I repeat: Memorial Day 2022 has come and is now gone. The wreaths have been solemnly laid upon the graves of soldiers, the speeches honoring the braveries and sacrifices of soldiers have been made; sad songs had been sung. “Taps” was sorrowfully played over the graves. What value in remembering on this day when tomorrow what has been memorialized today is forgotten. I remember once in a teacher-filled graduate class in the master’s program at the University where I taught for 28 years. I do not recall the precise year I now recall, but I do know that the class met on a September 11, a day on which 2,996 people died and almost 6000 had been injured. There had been speeches made and wreaths placed and memorials celebrated (!) throughout the United States. In our class the teachers wondered how they might address the events that occurred on that day thus many years ago with their students in the present in their classrooms. I listened as these educators responded thoughtfully and sympathetically to those horrific events and to its place in their classrooms. When they had spoken and there was in our classroom a moment of silence, I wondered aloud that if perhaps what was more important was not how they remembered the heart-rending day on its anniversary, but how as teachers they might address those events on September 12th and 13th and on the days that followed. I suggested that there had to be more in their classrooms than mere memorialization and temporary sadnesses.

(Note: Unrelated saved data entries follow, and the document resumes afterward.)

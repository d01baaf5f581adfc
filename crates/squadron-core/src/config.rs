//! Configuration resolution for Squadron.
//!
//! Implements hierarchical config resolution:
//! 1. Built-in defaults
//! 2. Global config (~/.config/squadron/settings.json)
//! 3. Project config (.squadron/settings.json)
//! 4. Environment variables
//! 5. CLI arguments (highest priority, applied by the binary)

use serde::{Deserialize, Serialize};
use serde_json::Value;
use std::path::{Path, PathBuf};
use std::time::Duration;

use crate::error::{Error, Result};

/// Complete Squadron configuration.
#[derive(Debug, Clone, Serialize, Deserialize)]
pub struct Config {
    #[serde(default)]
    pub runtime: RuntimeConfig,
    #[serde(default)]
    pub retry: RetryConfig,
    #[serde(default)]
    pub session: SessionHostConfig,
    #[serde(default = "default_log_level")]
    pub log_level: String,
}

fn default_log_level() -> String {
    "info".to_string()
}

impl Default for Config {
    fn default() -> Self {
        Self {
            runtime: RuntimeConfig::default(),
            retry: RetryConfig::default(),
            session: SessionHostConfig::default(),
            log_level: default_log_level(),
        }
    }
}

/// Orchestrator-level configuration.
#[derive(Debug, Clone, Serialize, Deserialize)]
#[serde(default)]
pub struct RuntimeConfig {
    /// Maximum number of agent executions running at once.
    pub max_concurrency: usize,
    /// Maximum number of agents the selector returns for one task.
    pub max_candidates: usize,
    /// Minimum capability score an agent needs to be selected.
    pub min_relevance: u32,
    /// Per-attempt timeout when neither the task nor the agent sets one.
    pub default_timeout_secs: u64,
    /// How long `shutdown_all` waits for executing agents.
    pub shutdown_grace_secs: u64,
}

impl Default for RuntimeConfig {
    fn default() -> Self {
        Self {
            max_concurrency: 5,
            max_candidates: 5,
            min_relevance: 1,
            default_timeout_secs: 300,
            shutdown_grace_secs: 10,
        }
    }
}

impl RuntimeConfig {
    pub const fn default_timeout(&self) -> Duration {
        Duration::from_secs(self.default_timeout_secs)
    }

    pub const fn shutdown_grace(&self) -> Duration {
        Duration::from_secs(self.shutdown_grace_secs)
    }
}

/// Retry/backoff defaults applied to every agent without an override.
#[derive(Debug, Clone, Serialize, Deserialize)]
#[serde(default)]
pub struct RetryConfig {
    /// Retries after the initial attempt.
    pub max_retries: u32,
    /// Base delay; attempt `n` waits `base * 2^n`.
    pub backoff_base_ms: u64,
    /// Upper bound on any single backoff delay.
    pub max_backoff_ms: u64,
}

impl Default for RetryConfig {
    fn default() -> Self {
        Self {
            max_retries: 3,
            backoff_base_ms: 1000,
            max_backoff_ms: 60_000,
        }
    }
}

/// Session host configuration.
#[derive(Debug, Clone, Serialize, Deserialize)]
#[serde(default)]
pub struct SessionHostConfig {
    /// Interval between status polls.
    pub poll_interval_ms: u64,
    /// Session timeout after which pending panes are failed.
    pub timeout_secs: u64,
    /// Grace period between SIGTERM and SIGKILL on teardown.
    pub terminate_grace_secs: u64,
}

impl Default for SessionHostConfig {
    fn default() -> Self {
        Self {
            poll_interval_ms: 500,
            timeout_secs: 30 * 60,
            terminate_grace_secs: 5,
        }
    }
}

impl SessionHostConfig {
    pub const fn poll_interval(&self) -> Duration {
        Duration::from_millis(self.poll_interval_ms)
    }

    pub const fn timeout(&self) -> Duration {
        Duration::from_secs(self.timeout_secs)
    }
}

/// Load configuration with hierarchical resolution.
pub fn load_config(project_dir: Option<&Path>) -> Result<Config> {
    let project = project_dir.map(|dir| dir.join(".squadron").join("settings.json"));
    let layers: Vec<PathBuf> = global_config_path()
        .into_iter()
        .chain(project)
        .filter(|path| path.exists())
        .collect();

    let mut config = resolve_layers(layers.iter().map(PathBuf::as_path))?;
    apply_env_overrides(&mut config, |key| std::env::var(key).ok());
    Ok(config)
}

/// Overlay config files on the defaults, lowest priority first.
///
/// Layers merge key by key: a file only overrides the fields it sets.
pub fn resolve_layers<'a>(paths: impl IntoIterator<Item = &'a Path>) -> Result<Config> {
    let mut merged = serde_json::to_value(Config::default())?;
    for path in paths {
        merge_values(&mut merged, read_config_layer(path)?);
    }
    Ok(serde_json::from_value(merged)?)
}

/// Get the global config file path.
pub fn global_config_path() -> Option<PathBuf> {
    #[cfg(target_os = "windows")]
    {
        std::env::var("USERPROFILE")
            .ok()
            .map(|h| PathBuf::from(h).join(".squadron").join("settings.json"))
    }
    #[cfg(target_os = "macos")]
    {
        std::env::var("HOME")
            .ok()
            .map(|h| PathBuf::from(h).join("Library/Application Support/squadron/settings.json"))
    }
    #[cfg(target_os = "linux")]
    {
        std::env::var("XDG_CONFIG_HOME")
            .ok()
            .map(PathBuf::from)
            .or_else(|| std::env::var("HOME").ok().map(|h| PathBuf::from(h).join(".config")))
            .map(|p| p.join("squadron").join("settings.json"))
    }
    #[cfg(not(any(target_os = "windows", target_os = "macos", target_os = "linux")))]
    {
        None
    }
}

pub fn load_config_file(path: &Path) -> Result<Config> {
    resolve_layers([path])
}

/// Read one layer as a raw JSON tree, rejecting files that are not a valid
/// (possibly partial) config.
fn read_config_layer(path: &Path) -> Result<Value> {
    let content = std::fs::read_to_string(path).map_err(|e| {
        Error::Config(format!("Failed to read config file {}: {}", path.display(), e))
    })?;
    let parse_error = |e: serde_json::Error| {
        Error::Config(format!("Failed to parse config file {}: {}", path.display(), e))
    };
    let layer: Value = serde_json::from_str(&content).map_err(parse_error)?;
    serde_json::from_value::<Config>(layer.clone()).map_err(parse_error)?;
    Ok(layer)
}

fn merge_values(base: &mut Value, overlay: Value) {
    match (base, overlay) {
        (Value::Object(base), Value::Object(overlay)) => {
            for (key, value) in overlay {
                match base.get_mut(&key) {
                    Some(slot) => merge_values(slot, value),
                    None => {
                        base.insert(key, value);
                    }
                }
            }
        }
        (base, overlay) => *base = overlay,
    }
}

fn apply_env_overrides(config: &mut Config, var: impl Fn(&str) -> Option<String>) {
    if let Some(n) = var("SQUADRON_MAX_CONCURRENCY").and_then(|v| v.parse().ok()) {
        config.runtime.max_concurrency = n;
    }
    if let Some(n) = var("SQUADRON_MAX_CANDIDATES").and_then(|v| v.parse().ok()) {
        config.runtime.max_candidates = n;
    }
    if let Some(n) = var("SQUADRON_DEFAULT_TIMEOUT_SECS").and_then(|v| v.parse().ok()) {
        config.runtime.default_timeout_secs = n;
    }
    if let Some(n) = var("SQUADRON_SHUTDOWN_GRACE_SECS").and_then(|v| v.parse().ok()) {
        config.runtime.shutdown_grace_secs = n;
    }
    if let Some(n) = var("SQUADRON_MAX_RETRIES").and_then(|v| v.parse().ok()) {
        config.retry.max_retries = n;
    }
    if let Some(n) = var("SQUADRON_BACKOFF_BASE_MS").and_then(|v| v.parse().ok()) {
        config.retry.backoff_base_ms = n;
    }
    if let Some(val) = var("SQUADRON_LOG_LEVEL") {
        config.log_level = val;
    }
}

I am so weary of the celebrated days of prayer and declared moments of silence. Our so-called leaders pontificate to their constituents about the Constitution and do nothing to protect them from the too-regular slaughter with which they are daily threatened by terrible people carrying assault rifles and who arrive dressed in protective combat gear. And our leaders do nothing except visit the cemeteries on Memorial Day and espouse sympathies and regrets! And depart from the grounds to grab a drink and hurry off to the picnics.
Memorial Day is ended and on this Memorial Day we remember that the drums have been beaten slowly, and the pipes have been sounded lowly. We hear that they have memorialized the dead with oh, so lovely words. They have fired the rifles o'er the silenced fallen as they lowered them down. The bugle did play the last post and chorus, and the pipes did play the "Flowers o' the Forest.” There might even have been some tears shed. I thought: all this ceremony on display to avoid action.
I am so weary of days of prayer and moments of silence. Maybe what we have to remember is how to stop piling up these days for memorial celebrations.